● What to do:
Return, word for word, only the lines of the data below that lie between the line with "the console, through" and the line with "on every line.", those two lines included.

● Records shown:
▶

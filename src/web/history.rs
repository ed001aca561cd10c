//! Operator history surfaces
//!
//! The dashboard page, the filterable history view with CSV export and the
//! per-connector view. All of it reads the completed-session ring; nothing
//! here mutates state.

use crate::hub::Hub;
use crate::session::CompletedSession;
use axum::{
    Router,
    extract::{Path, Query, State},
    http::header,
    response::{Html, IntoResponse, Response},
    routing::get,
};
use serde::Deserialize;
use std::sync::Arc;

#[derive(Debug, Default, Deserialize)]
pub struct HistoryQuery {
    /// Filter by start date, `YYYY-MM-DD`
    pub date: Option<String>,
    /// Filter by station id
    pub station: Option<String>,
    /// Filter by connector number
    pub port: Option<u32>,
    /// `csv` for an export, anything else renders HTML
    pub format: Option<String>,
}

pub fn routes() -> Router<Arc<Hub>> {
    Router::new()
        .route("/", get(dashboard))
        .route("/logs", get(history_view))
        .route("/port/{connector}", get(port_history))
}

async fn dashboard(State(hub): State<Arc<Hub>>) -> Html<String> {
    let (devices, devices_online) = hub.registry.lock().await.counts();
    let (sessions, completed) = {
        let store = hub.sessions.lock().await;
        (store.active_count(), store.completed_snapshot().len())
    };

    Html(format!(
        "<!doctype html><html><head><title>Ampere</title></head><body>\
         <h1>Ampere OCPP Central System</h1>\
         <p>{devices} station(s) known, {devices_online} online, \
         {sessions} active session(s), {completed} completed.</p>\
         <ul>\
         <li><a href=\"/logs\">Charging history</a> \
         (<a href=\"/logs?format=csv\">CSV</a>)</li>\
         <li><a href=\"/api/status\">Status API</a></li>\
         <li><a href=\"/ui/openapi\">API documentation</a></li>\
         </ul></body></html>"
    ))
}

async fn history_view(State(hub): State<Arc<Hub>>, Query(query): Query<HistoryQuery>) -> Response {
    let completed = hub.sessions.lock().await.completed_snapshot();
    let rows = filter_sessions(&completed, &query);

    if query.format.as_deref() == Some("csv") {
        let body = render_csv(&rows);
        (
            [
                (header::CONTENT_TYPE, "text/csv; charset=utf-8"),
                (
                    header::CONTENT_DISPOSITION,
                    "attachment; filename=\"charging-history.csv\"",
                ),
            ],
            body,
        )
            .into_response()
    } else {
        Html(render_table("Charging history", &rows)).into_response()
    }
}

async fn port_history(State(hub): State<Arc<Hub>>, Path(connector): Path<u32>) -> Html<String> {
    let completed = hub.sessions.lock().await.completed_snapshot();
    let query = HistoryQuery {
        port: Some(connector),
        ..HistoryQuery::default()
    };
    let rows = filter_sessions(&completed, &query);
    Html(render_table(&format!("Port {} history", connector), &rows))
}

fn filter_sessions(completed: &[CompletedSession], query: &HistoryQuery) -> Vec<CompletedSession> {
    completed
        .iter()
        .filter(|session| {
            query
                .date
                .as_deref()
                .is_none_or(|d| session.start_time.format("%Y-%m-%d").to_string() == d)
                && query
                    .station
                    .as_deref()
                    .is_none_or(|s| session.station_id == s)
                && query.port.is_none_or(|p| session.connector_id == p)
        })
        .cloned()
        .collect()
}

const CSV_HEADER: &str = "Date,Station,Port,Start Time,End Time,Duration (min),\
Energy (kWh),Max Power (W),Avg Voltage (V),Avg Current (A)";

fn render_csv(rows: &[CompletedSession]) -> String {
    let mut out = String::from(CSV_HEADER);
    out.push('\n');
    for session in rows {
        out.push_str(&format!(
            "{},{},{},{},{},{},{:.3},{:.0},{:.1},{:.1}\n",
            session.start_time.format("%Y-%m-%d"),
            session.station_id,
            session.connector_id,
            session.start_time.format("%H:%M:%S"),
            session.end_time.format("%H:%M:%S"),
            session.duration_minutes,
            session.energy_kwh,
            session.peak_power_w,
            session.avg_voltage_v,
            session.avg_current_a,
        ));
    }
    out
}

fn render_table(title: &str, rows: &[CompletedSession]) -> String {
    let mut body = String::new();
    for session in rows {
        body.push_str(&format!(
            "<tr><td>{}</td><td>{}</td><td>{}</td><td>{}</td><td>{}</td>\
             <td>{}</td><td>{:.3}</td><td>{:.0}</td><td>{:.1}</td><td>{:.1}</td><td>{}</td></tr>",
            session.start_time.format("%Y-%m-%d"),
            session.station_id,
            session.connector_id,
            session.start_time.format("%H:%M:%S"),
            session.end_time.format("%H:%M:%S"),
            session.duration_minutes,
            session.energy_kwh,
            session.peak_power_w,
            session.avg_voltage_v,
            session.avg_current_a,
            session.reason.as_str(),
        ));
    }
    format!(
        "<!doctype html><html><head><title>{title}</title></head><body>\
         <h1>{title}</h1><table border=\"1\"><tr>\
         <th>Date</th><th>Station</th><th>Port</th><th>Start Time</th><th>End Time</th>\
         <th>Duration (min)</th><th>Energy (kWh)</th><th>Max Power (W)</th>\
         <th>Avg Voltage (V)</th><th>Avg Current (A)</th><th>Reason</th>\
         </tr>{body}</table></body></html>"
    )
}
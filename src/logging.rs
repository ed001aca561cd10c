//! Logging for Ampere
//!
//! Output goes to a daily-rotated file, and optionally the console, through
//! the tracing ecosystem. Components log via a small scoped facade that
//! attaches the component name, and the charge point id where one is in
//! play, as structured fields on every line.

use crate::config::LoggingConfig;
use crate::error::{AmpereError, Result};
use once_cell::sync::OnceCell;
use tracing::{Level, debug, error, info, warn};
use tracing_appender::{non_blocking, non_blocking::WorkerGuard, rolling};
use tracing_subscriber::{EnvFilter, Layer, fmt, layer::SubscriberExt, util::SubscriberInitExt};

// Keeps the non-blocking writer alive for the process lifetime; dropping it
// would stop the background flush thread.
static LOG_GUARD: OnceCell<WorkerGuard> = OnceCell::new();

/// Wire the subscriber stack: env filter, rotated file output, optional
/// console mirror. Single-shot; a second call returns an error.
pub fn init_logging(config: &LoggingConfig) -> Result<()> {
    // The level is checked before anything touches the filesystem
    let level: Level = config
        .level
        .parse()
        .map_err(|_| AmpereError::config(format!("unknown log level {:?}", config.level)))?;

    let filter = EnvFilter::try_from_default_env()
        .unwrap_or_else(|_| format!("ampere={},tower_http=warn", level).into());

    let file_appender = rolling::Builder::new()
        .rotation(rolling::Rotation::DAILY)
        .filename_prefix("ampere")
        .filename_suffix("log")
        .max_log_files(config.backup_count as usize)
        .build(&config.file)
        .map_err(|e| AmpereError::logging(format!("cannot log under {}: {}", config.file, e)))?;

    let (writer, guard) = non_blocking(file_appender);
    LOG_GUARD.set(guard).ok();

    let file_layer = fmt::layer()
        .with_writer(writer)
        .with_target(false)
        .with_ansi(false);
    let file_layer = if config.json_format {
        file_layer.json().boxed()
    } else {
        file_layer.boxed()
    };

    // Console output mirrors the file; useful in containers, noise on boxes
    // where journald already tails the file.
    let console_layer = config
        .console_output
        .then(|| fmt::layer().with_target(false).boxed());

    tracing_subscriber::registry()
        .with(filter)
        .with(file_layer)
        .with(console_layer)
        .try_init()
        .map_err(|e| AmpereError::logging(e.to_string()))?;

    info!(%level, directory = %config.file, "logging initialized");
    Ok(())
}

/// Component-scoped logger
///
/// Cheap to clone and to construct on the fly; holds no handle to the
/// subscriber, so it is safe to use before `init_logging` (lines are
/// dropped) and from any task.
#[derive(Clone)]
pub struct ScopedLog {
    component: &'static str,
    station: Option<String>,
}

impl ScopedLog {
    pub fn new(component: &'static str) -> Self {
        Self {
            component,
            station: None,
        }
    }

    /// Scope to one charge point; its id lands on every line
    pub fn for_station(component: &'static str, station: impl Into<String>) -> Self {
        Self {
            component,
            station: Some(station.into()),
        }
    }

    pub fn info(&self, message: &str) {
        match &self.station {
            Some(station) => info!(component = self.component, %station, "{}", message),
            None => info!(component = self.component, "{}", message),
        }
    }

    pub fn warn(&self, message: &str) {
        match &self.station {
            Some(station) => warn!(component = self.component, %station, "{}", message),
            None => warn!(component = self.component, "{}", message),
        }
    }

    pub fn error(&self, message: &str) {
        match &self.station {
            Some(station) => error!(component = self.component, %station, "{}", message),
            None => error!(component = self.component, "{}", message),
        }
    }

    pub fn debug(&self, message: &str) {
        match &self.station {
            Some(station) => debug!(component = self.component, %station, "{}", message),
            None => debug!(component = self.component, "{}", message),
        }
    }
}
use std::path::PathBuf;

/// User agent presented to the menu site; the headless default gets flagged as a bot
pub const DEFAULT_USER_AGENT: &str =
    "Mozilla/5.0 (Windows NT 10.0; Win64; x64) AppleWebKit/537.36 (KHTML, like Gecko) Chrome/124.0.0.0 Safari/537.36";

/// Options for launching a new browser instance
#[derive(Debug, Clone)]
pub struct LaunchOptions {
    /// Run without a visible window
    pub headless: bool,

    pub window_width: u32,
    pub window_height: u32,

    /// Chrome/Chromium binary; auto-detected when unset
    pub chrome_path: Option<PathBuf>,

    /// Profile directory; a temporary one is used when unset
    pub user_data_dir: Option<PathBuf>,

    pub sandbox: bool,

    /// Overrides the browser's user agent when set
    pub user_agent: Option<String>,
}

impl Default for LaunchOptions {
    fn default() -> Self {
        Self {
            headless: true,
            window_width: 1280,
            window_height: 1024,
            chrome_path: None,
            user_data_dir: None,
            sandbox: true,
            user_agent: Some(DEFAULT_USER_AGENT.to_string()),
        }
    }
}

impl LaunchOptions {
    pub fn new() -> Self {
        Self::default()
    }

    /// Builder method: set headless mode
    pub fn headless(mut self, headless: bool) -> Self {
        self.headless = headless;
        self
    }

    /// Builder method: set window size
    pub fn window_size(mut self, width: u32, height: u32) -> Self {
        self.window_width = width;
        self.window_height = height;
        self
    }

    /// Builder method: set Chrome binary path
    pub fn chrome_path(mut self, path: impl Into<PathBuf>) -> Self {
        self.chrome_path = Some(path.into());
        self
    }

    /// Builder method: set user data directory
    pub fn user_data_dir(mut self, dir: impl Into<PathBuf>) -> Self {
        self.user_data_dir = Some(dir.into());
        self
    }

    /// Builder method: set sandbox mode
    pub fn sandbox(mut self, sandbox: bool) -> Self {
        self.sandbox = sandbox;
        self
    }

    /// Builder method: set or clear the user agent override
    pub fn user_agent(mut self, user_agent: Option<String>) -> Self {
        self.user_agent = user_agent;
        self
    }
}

◀

● Output for this task:
//! Output goes to a daily-rotated file, and optionally the console, through
//! the tracing ecosystem. Components log via a small scoped facade that
//! attaches the component name, and the charge point id where one is in
//! play, as structured fields on every line.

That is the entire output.